mod args;

use args::{Args, Command, LocateArgs};
use marker_locator::coordinates::save_overview;
use marker_locator::locator::{ImageFileCapture, resolve_region};
use marker_locator::{
    CoordinateLog, LocateRequest, Locator, LocatorConfig, LocatorResult, MatchMode, RegionStore,
};
use std::path::Path;
use std::process::ExitCode;

fn main() -> ExitCode {
    let args = match Args::parse() {
        Ok(Some(args)) => args,
        Ok(None) => return ExitCode::SUCCESS,
        Err(_) => return ExitCode::from(2),
    };

    let default_filter = if args.debug_mode { "debug" } else { "info" };
    env_logger::Builder::from_env(env_logger::Env::default().default_filter_or(default_filter))
        .init();

    let config = match &args.config_path {
        Some(path) => match LocatorConfig::load(path) {
            Ok(config) => config,
            Err(e) => {
                eprintln!("❌ {e}");
                return ExitCode::FAILURE;
            }
        },
        None => LocatorConfig::default(),
    };

    let result = match args.command {
        Command::Locate(locate) => run_locate(config, &locate),
        Command::Optimize { visualize } => run_optimize(&config, visualize.as_deref()),
        Command::Limit { max } => run_limit(&config, max),
    };

    match result {
        Ok(true) => ExitCode::SUCCESS,
        Ok(false) => ExitCode::from(1),
        Err(e) => {
            eprintln!("❌ {e}");
            ExitCode::from(2)
        }
    }
}

fn run_locate(config: LocatorConfig, args: &LocateArgs) -> LocatorResult<bool> {
    let history = CoordinateLog::new(&config.coordinate_log_path);

    let restriction = if args.use_optimized {
        let stored = RegionStore::new(&config.region_path).load()?;
        if stored.is_none() {
            println!("⚠️ No optimized region stored yet, searching the full screenshot");
        }
        stored
    } else {
        match &args.restrict {
            Some(text) => match resolve_region(text, config.screen_width, config.screen_height) {
                Some(region) => Some(region),
                None => {
                    eprintln!("❌ Unknown region '{text}'");
                    return Ok(false);
                }
            },
            None => None,
        }
    };

    let mut request = LocateRequest::new(
        &args.template,
        MatchMode::from_flags(args.all_matches, args.multiscale),
    )
    .restricted_to(restriction);
    if let Some(threshold) = args.threshold {
        request = request.with_threshold(threshold);
    }

    let locator = Locator::new(&history, config);
    let mut source = ImageFileCapture::new(&args.screenshot);
    let Some(outcome) = locator.capture_and_locate(&mut source, None, &request) else {
        println!("❌ Template not found");
        return Ok(false);
    };

    for found in &outcome.matches {
        println!("✅ {found}");
    }
    if let Some(target) = outcome.target() {
        println!("🎯 Target {target}");
    }
    println!(
        "📝 Logged {} to {}",
        outcome.logged,
        locator.history_path().display()
    );
    Ok(true)
}

fn run_optimize(config: &LocatorConfig, visualize: Option<&Path>) -> LocatorResult<bool> {
    let history = CoordinateLog::new(&config.coordinate_log_path);
    let entries = history.read_all()?;
    let Some(optimized) = config.optimizer().optimize(&entries) else {
        println!("⚠️ {} has no entries", history.path().display());
        return Ok(false);
    };

    let axes = [
        ("x1", optimized.axes.x1),
        ("y1", optimized.axes.y1),
        ("x2", optimized.axes.x2),
        ("y2", optimized.axes.y2),
    ];
    for (name, stats) in axes {
        println!(
            "📊 {name}: mean {:.2}, variance {:.2}, kept {}/{}",
            stats.mean, stats.variance, stats.retained, stats.total
        );
    }
    println!("📐 Optimized region {}", optimized.region);

    RegionStore::new(&config.region_path).save(&optimized)?;

    if let Some(path) = visualize {
        save_overview(
            path,
            &entries,
            Some(&optimized),
            config.screen_width,
            config.screen_height,
        )?;
        println!("🖼️ Overview saved to {}", path.display());
    }
    Ok(true)
}

fn run_limit(config: &LocatorConfig, max: usize) -> LocatorResult<bool> {
    let history = CoordinateLog::new(&config.coordinate_log_path);
    let dropped = history.limit(max)?;
    println!(
        "✂️ Dropped {dropped} entries from {}, keeping at most {max}",
        history.path().display()
    );
    Ok(true)
}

————

YOUR OBJECTIVE:
Transcribe the data above completely and exactly.

RESPONSE BELOW:
mod args;

use args::{Args, Command, LocateArgs};
use marker_locator::coordinates::save_overview;
use marker_locator::locator::{ImageFileCapture, resolve_region};
use marker_locator::{
    CoordinateLog, LocateRequest, Locator, LocatorConfig, LocatorResult, MatchMode, RegionStore,
};
use std::path::Path;
use std::process::ExitCode;

fn main() -> ExitCode {
    let args = match Args::parse() {
        Ok(Some(args)) => args,
        Ok(None) => return ExitCode::SUCCESS,
        Err(_) => return ExitCode::from(2),
    };

    let default_filter = if args.debug_mode { "debug" } else { "info" };
    env_logger::Builder::from_env(env_logger::Env::default().default_filter_or(default_filter))
        .init();

    let config = match &args.config_path {
        Some(path) => match LocatorConfig::load(path) {
            Ok(config) => config,
            Err(e) => {
                eprintln!("❌ {e}");
                return ExitCode::FAILURE;
            }
        },
        None => LocatorConfig::default(),
    };

    let result = match args.command {
        Command::Locate(locate) => run_locate(config, &locate),
        Command::Optimize { visualize } => run_optimize(&config, visualize.as_deref()),
        Command::Limit { max } => run_limit(&config, max),
    };

    match result {
        Ok(true) => ExitCode::SUCCESS,
        Ok(false) => ExitCode::from(1),
        Err(e) => {
            eprintln!("❌ {e}");
            ExitCode::from(2)
        }
    }
}

fn run_locate(config: LocatorConfig, args: &LocateArgs) -> LocatorResult<bool> {
    let history = CoordinateLog::new(&config.coordinate_log_path);

    let restriction = if args.use_optimized {
        let stored = RegionStore::new(&config.region_path).load()?;
        if stored.is_none() {
            println!("⚠️ No optimized region stored yet, searching the full screenshot");
        }
        stored
    } else {
        match &args.restrict {
            Some(text) => match resolve_region(text, config.screen_width, config.screen_height) {
                Some(region) => Some(region),
                None => {
                    eprintln!("❌ Unknown region '{text}'");
                    return Ok(false);
                }
            },
            None => None,
        }
    };

    let mut request = LocateRequest::new(
        &args.template,
        MatchMode::from_flags(args.all_matches, args.multiscale),
    )
    .restricted_to(restriction);
    if let Some(threshold) = args.threshold {
        request = request.with_threshold(threshold);
    }

    let locator = Locator::new(&history, config);
    let mut source = ImageFileCapture::new(&args.screenshot);
    let Some(outcome) = locator.capture_and_locate(&mut source, None, &request) else {
        println!("❌ Template not found");
        return Ok(false);
    };

    for found in &outcome.matches {
        println!("✅ {found}");
    }
    if let Some(target) = outcome.target() {
        println!("🎯 Target {target}");
    }
    println!(
        "📝 Logged {} to {}",
        outcome.logged,
        locator.history_path().display()
    );
    Ok(true)
}

fn run_optimize(config: &LocatorConfig, visualize: Option<&Path>) -> LocatorResult<bool> {
    let history = CoordinateLog::new(&config.coordinate_log_path);
    let entries = history.read_all()?;
    let Some(optimized) = config.optimizer().optimize(&entries) else {
        println!("⚠️ {} has no entries", history.path().display());
        return Ok(false);
    };

    let axes = [
        ("x1", optimized.axes.x1),
        ("y1", optimized.axes.y1),
        ("x2", optimized.axes.x2),
        ("y2", optimized.axes.y2),
    ];
    for (name, stats) in axes {
        println!(
            "📊 {name}: mean {:.2}, variance {:.2}, kept {}/{}",
            stats.mean, stats.variance, stats.retained, stats.total
        );
    }
    println!("📐 Optimized region {}", optimized.region);

    RegionStore::new(&config.region_path).save(&optimized)?;

    if let Some(path) = visualize {
        save_overview(
            path,
            &entries,
            Some(&optimized),
            config.screen_width,
            config.screen_height,
        )?;
        println!("🖼️ Overview saved to {}", path.display());
    }
    Ok(true)
}

fn run_limit(config: &LocatorConfig, max: usize) -> LocatorResult<bool> {
    let history = CoordinateLog::new(&config.coordinate_log_path);
    let dropped = history.limit(max)?;
    println!(
        "✂️ Dropped {dropped} entries from {}, keeping at most {max}",
        history.path().display()
    );
    Ok(true)
}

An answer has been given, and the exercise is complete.